Starting from the first line below, repeat the data exactly through to the last.

[Collected data]
== Segment start ==

use std::io::{self, BufRead, Write};

use anyhow::{Context, Result};
use chrono::Datelike;
use tracing::{debug, info};

use checkin_standards::DoctorReport;
use checkin_validate::{Console, LineConsole, registration_form};

use crate::cli::RegisterArgs;
use crate::logging::redact_value;
use crate::summary::{render_catalog, render_form_table};
use crate::types::RegistrationResult;

/// ANSI clear-and-home; the terminal-clear collaborator.
const CLEAR_SCREEN: &str = "\x1b[2J\x1b[1;1H";

/// Run the interactive registration loop over stdio, bounding the
/// birth-year window with the calendar year from the system clock.
pub fn run_register(args: &RegisterArgs) -> Result<RegistrationResult> {
    let current_year = chrono::Local::now().year();
    let stdin = io::stdin().lock();
    let stdout = io::stdout().lock();
    run_register_with(args, current_year, stdin, stdout)
}

/// The registration loop over an arbitrary console, for tests and for
/// `run_register`. Fields that failed the previous pass are re-prompted;
/// fields already accepted are left alone.
pub fn run_register_with<R: BufRead, W: Write>(
    args: &RegisterArgs,
    current_year: i32,
    reader: R,
    writer: W,
) -> Result<RegistrationResult> {
    let (mut form, _fields) = registration_form(current_year);
    let mut console = LineConsole::new(reader, writer);
    let clear = !args.no_clear;

    if clear {
        console.notify(CLEAR_SCREEN)?;
    }
    console.notify(&welcome_banner())?;
    form.fill_form(&mut console).context("fill registration form")?;

    let mut passes = 1usize;
    while !form.validate_form() {
        let report = form.report();
        debug!(
            errors = report.error_count(),
            passes, "form rejected, re-prompting"
        );
        passes += 1;
        if clear {
            console.notify(CLEAR_SCREEN)?;
        }
        console.notify(&error_banner())?;
        console.notify(&render_form_table(&form))?;
        form.fill_form(&mut console).context("fill registration form")?;
    }

    if clear {
        console.notify(CLEAR_SCREEN)?;
    }
    console.notify(&goodbye_banner())?;
    console.notify(&render_form_table(&form))?;

    let rows = form.rows();
    for row in &rows {
        debug!(
            field = %row.label,
            value = %redact_value(row.value.as_deref().unwrap_or_default()),
            "field accepted"
        );
    }
    info!(passes, "registration accepted");
    Ok(RegistrationResult { passes, rows })
}

/// Print the offer catalogs.
pub fn run_catalog() {
    println!("{}", render_catalog());
}

/// Check the compiled-in catalogs and print the outcome.
pub fn run_doctor() -> DoctorReport {
    let report = DoctorReport::run();
    println!(
        "Catalogs: {} destinations, {} flight time ranges, {} WIFI bundles",
        report.counts.destinations, report.counts.flight_times, report.counts.wifi_bundles
    );
    println!(
        "Offer sets: {} flight-time pairs, {} wifi-bundle pairs",
        report.counts.flight_time_pairs, report.counts.wifi_bundle_pairs
    );
    if report.is_healthy() {
        println!("All catalogs are consistent.");
    } else {
        for finding in &report.findings {
            eprintln!("- {finding}");
        }
    }
    report
}

fn welcome_banner() -> String {
    "+----------------------------------------------------------+\n\
     |                  Hello and welcome!                      |\n\
     |  In order to register please fill in the fields below    |\n\
     +----------------------------------------------------------+"
        .to_string()
}

fn error_banner() -> String {
    "+----------------------------------------------------------+\n\
     |     There was an error in at least one of the fields!    |\n\
     |                Please correct the error(s)               |\n\
     +----------------------------------------------------------+"
        .to_string()
}

fn goodbye_banner() -> String {
    "+----------------------------------------------------------+\n\
     |                      Thank you!                          |\n\
     |               This is the data you sent:                 |\n\
     +----------------------------------------------------------+"
        .to_string()
}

== Segment end ==

● **RESPONSE TO THIS EXERCISE**:
use std::io::{self, BufRead, Write};

use anyhow::{Context, Result};
use chrono::Datelike;
use tracing::{debug, info};

use checkin_standards::DoctorReport;
use checkin_validate::{Console, LineConsole, registration_form};

use crate::cli::RegisterArgs;
use crate::logging::redact_value;
use crate::summary::{render_catalog, render_form_table};
use crate::types::RegistrationResult;

/// ANSI clear-and-home; the terminal-clear collaborator.
const CLEAR_SCREEN: &str = "\x1b[2J\x1b[1;1H";

/// Run the interactive registration loop over stdio, bounding the
/// birth-year window with the calendar year from the system clock.
pub fn run_register(args: &RegisterArgs) -> Result<RegistrationResult> {
    let current_year = chrono::Local::now().year();
    let stdin = io::stdin().lock();
    let stdout = io::stdout().lock();
    run_register_with(args, current_year, stdin, stdout)
}

/// The registration loop over an arbitrary console, for tests and for
/// `run_register`. Fields that failed the previous pass are re-prompted;
/// fields already accepted are left alone.
pub fn run_register_with<R: BufRead, W: Write>(
    args: &RegisterArgs,
    current_year: i32,
    reader: R,
    writer: W,
) -> Result<RegistrationResult> {
    let (mut form, _fields) = registration_form(current_year);
    let mut console = LineConsole::new(reader, writer);
    let clear = !args.no_clear;

    if clear {
        console.notify(CLEAR_SCREEN)?;
    }
    console.notify(&welcome_banner())?;
    form.fill_form(&mut console).context("fill registration form")?;

    let mut passes = 1usize;
    while !form.validate_form() {
        let report = form.report();
        debug!(
            errors = report.error_count(),
            passes, "form rejected, re-prompting"
        );
        passes += 1;
        if clear {
            console.notify(CLEAR_SCREEN)?;
        }
        console.notify(&error_banner())?;
        console.notify(&render_form_table(&form))?;
        form.fill_form(&mut console).context("fill registration form")?;
    }

    if clear {
        console.notify(CLEAR_SCREEN)?;
    }
    console.notify(&goodbye_banner())?;
    console.notify(&render_form_table(&form))?;

    let rows = form.rows();
    for row in &rows {
        debug!(
            field = %row.label,
            value = %redact_value(row.value.as_deref().unwrap_or_default()),
            "field accepted"
        );
    }
    info!(passes, "registration accepted");
    Ok(RegistrationResult { passes, rows })
}

/// Print the offer catalogs.
pub fn run_catalog() {
    println!("{}", render_catalog());
}

/// Check the compiled-in catalogs and print the outcome.
pub fn run_doctor() -> DoctorReport {
    let report = DoctorReport::run();
    println!(
        "Catalogs: {} destinations, {} flight time ranges, {} WIFI bundles",
        report.counts.destinations, report.counts.flight_times, report.counts.wifi_bundles
    );
    println!(
        "Offer sets: {} flight-time pairs, {} wifi-bundle pairs",
        report.counts.flight_time_pairs, report.counts.wifi_bundle_pairs
    );
    if report.is_healthy() {
        println!("All catalogs are consistent.");
    } else {
        for finding in &report.findings {
            eprintln!("- {finding}");
        }
    }
    report
}

fn welcome_banner() -> String {
    "+----------------------------------------------------------+\n\
     |                  Hello and welcome!                      |\n\
     |  In order to register please fill in the fields below    |\n\
     +----------------------------------------------------------+"
        .to_string()
}

fn error_banner() -> String {
    "+----------------------------------------------------------+\n\
     |     There was an error in at least one of the fields!    |\n\
     |                Please correct the error(s)               |\n\
     +----------------------------------------------------------+"
        .to_string()
}

fn goodbye_banner() -> String {
    "+----------------------------------------------------------+\n\
     |                      Thank you!                          |\n\
     |               This is the data you sent:                 |\n\
     +----------------------------------------------------------+"
        .to_string()
}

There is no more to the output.